By Dan Somers of Boundary Capital
The current pandemic is alarming, but the data suggests that we may be affected by other crises in the future. Climate, Disaster and Development Journal predicts that intense floods and storms around the world could double in frequency within 13 years, as climate breakdown and socioeconomic factors combine. Pandemics also are predicted by some to increase more and more from urbanisation, resistance to drugs, and also indirectly from climate change. The U.S. intelligence community’s bottom-line assessment of the risk is plain: “Over 20 years, the net effects of climate change on the patterns of global human movement and statelessness could be dramatic, perhaps unprecedented.”
It’s not all doom and gloom however: There is a groundswell of popular mainstream opinion now demanding that Governments and businesses do more to help the environment and sustainability. Voters, consumers and investors are now voting with their feet to drive more businesses to adopt Environmental, Social, and Governance (ESG) policies.
Here are 5 reasons why ethical investment, also known as Impact Investment, is so hot right now:
Impact Investing is a growing market
Last year, flows into U.S. sustainable funds more than tripled, marking the fourth year of record flows.

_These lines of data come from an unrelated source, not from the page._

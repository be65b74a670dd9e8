//! # imgprobe
//!
//! Identify an image's format and pixel dimensions from the first bytes of
//! the file, without decoding any pixel data.
//!
//! ## Features
//!
//! - **Prefix-only**: about 1 KiB of input is enough for every supported format
//!   except Kodak Photo CD
//! - **Panic-free on hostile input**: every read is bounds checked and the
//!   compressed SWF inflate is capped
//! - **Pure core**: [`identify`] does no I/O and keeps no state
//!
//! ## Supported Formats
//!
//! JPEG, PNG, MNG, GIF, WebP (lossy, lossless, extended), BMP, PBM/PGM/PPM,
//! XV thumbnails and PAM, XBM, XPM, TIFF (both byte orders), PSD, Photo CD,
//! SWF (plain and compressed), SGI, Sun raster, PCX and SVG.
//!
//! ## Architecture
//!
//! - [`io`] - Bounds-checked byte cursor and file prefix reading
//! - [`mod@format`] - Signature table, dispatcher and per-format header decoders
//! - [`config`] - CLI configuration types
//! - [`error`] - Decoder and I/O error types
//!
//! ## Example
//!
//! ```rust
//! use imgprobe::{identify, FormatTag};
//!
//! let mut header = b"GIF89a".to_vec();
//! header.extend_from_slice(&[0x4D, 0x01, 0xC2, 0x00]);
//! header.resize(80, 0);
//!
//! let info = identify(&header);
//! assert_eq!(info.format(), FormatTag::Gif);
//! assert_eq!((info.width(), info.height()), (333, 194));
//!
//! // Too short to identify
//! assert!(identify(b"GIF89a").is_unknown());
//! ```

pub mod config;
pub mod error;
pub mod format;
pub mod io;

// Re-export commonly used types
pub use config::{Config, OutputFormat, DEFAULT_MAX_BYTES, MAX_PREFIX_BYTES};
pub use error::{DecodeError, IoError};
pub use format::{find_signature, identify, FormatTag, ImageInfo, Signature, MIN_PREFIX_LEN};
pub use io::{read_prefix, ByteCursor, ByteOrder};
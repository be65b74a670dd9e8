//! X BitMap.
//!
//! XBM files are C source. The first line is the width `#define` and the
//! next non-blank line is the height `#define`:
//!
//! ```text
//! #define logo_width 50
//! #define logo_height 10
//! static unsigned char logo_bits[] = { ... };
//! ```

use crate::error::DecodeError;
use crate::io::ByteCursor;

use super::info::{FormatTag, ImageInfo};

const DEFINE: &[u8] = b"#define";

pub fn decode(data: &[u8]) -> Result<ImageInfo, DecodeError> {
    let mut lines = ByteCursor::new(data);

    let width = lines
        .read_line()
        .and_then(define_value)
        .ok_or(DecodeError::MissingDimension("XBM width #define"))?;
    let height = next_non_blank(&mut lines)
        .and_then(define_value)
        .ok_or(DecodeError::MissingDimension("XBM height #define"))?;

    ImageInfo::new(FormatTag::Xbm, width, height)
}

fn next_non_blank<'a>(lines: &mut ByteCursor<'a>) -> Option<&'a [u8]> {
    loop {
        let line = lines.read_line()?;
        if !line.iter().all(u8::is_ascii_whitespace) {
            return Some(line);
        }
    }
}

/// Value of a `#define NAME VALUE` line with a decimal value.
fn define_value(line: &[u8]) -> Option<u32> {
    let mut cursor = ByteCursor::new(line);
    if cursor.read_bytes(DEFINE.len()).ok()? != DEFINE {
        return None;
    }
    cursor.skip_whitespace();
    cursor.read_token().ok()?;
    cursor.skip_whitespace();
    let value = cursor.read_decimal().ok()?;
    cursor.skip_whitespace();
    cursor.is_empty().then_some(value)
}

In 2019, according to the Global Impact Investing Network, assets in this market totalled around $500 billion, based on surveys with 1,300 impact investors.
The climate solutions market could double from $1 trillion a year now to $2 trillion a year by 2025, says BofA.
Emergence from Co-vid 19
Ironically, what the recent Covid-19 ‘lockdowns’ have shown is that environmental pollution can drop dramatically in coordinated activities (planned or unplanned). Recent satellite images from NASA of China also showed less air pollution amid the country’s economic shutdown, due to less transportation and manufacturing. Nitrogen oxide pollution above major cities has decreased by 30% to 50% compared to the corresponding period of last year. And since the lockdown in Italy and the drastic reduction of water traffic and tourism, residents have observed the usually muddy canals run with bright, clearer water with swarms of fishes and the canal bottom clearly visible. More and more people are looking for ways to create such impact, without the reverse consequences of course.
Consumes demanding more ethical products
The U.S. sustainability market is projected to reach $150 billion in sales by 2021, according to Nielsen.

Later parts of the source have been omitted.